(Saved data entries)
━━━━━━━━━━━━━━━━━━━━━━━━━━━━━━
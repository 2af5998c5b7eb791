//! CLI command implementations

pub mod completions;
pub mod config;
pub mod export;
pub mod get;
pub mod hook;
pub mod list;

pub use completions::execute as completions;
pub use config::execute as config;
pub use export::execute as export;
pub use get::execute as get;
pub use hook::execute as hook;
pub use list::execute as list;

use crate::config::Config;
use crate::exec::ProcessRunner;
use crate::query::RepositoryQuery;
use crate::resolver::Resolver;
use std::path::{Path, PathBuf};
use std::sync::Arc;

/// Build the resolver for one CLI run from config and the `--cwd` flag
pub(crate) fn build_resolver(config: &Config, repo_dir: Option<&Path>) -> Arc<Resolver> {
    let mut runner = ProcessRunner::new();
    if let Some(dir) = repo_dir {
        runner = runner.with_cwd(dir);
    }

    let query = RepositoryQuery::new(Arc::new(runner))
        .with_program(config.git.program.clone())
        .with_timeout(config.git.timeout());

    Arc::new(Resolver::new(query))
}

/// Service document path: explicit flag, else the configured default
///
/// Relative paths are taken relative to `--cwd` when it is given.
pub(crate) fn service_path(
    file: Option<PathBuf>,
    config: &Config,
    repo_dir: Option<&Path>,
) -> PathBuf {
    let path = file.unwrap_or_else(|| config.export.file.clone());
    match repo_dir {
        Some(dir) if path.is_relative() => dir.join(path),
        _ => path,
    }
}

#[cfg(test)]
mod tests {
    use super::*;

    #[test]
    fn service_path_defaults_to_config() {
        let config = Config::default();
        assert_eq!(
            service_path(None, &config, None),
            PathBuf::from("serverless.yml")
        );
    }

    #[cfg(unix)]
    #[test]
    fn service_path_relative_to_cwd() {
        let config = Config::default();
        let dir = Path::new("/work/repo");
        assert_eq!(
            service_path(Some(PathBuf::from("svc.yml")), &config, Some(dir)),
            PathBuf::from("/work/repo/svc.yml")
        );
        assert_eq!(
            service_path(Some(PathBuf::from("/abs/svc.yml")), &config, Some(dir)),
            PathBuf::from("/abs/svc.yml")
        );
    }
}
━━━━━━━━━━━━━━━━━━━━━━━━━━━━━━
• [Task to complete] The lines from the first of the entries through the line holding "pub use config::execute as config;" are to be restated word for word, and no others.

• [Answer space]
repository 2af5998c5b7eb791
//! CLI command implementations

pub mod completions;
pub mod config;
pub mod export;
pub mod get;
pub mod hook;
pub mod list;

pub use completions::execute as completions;
pub use config::execute as config;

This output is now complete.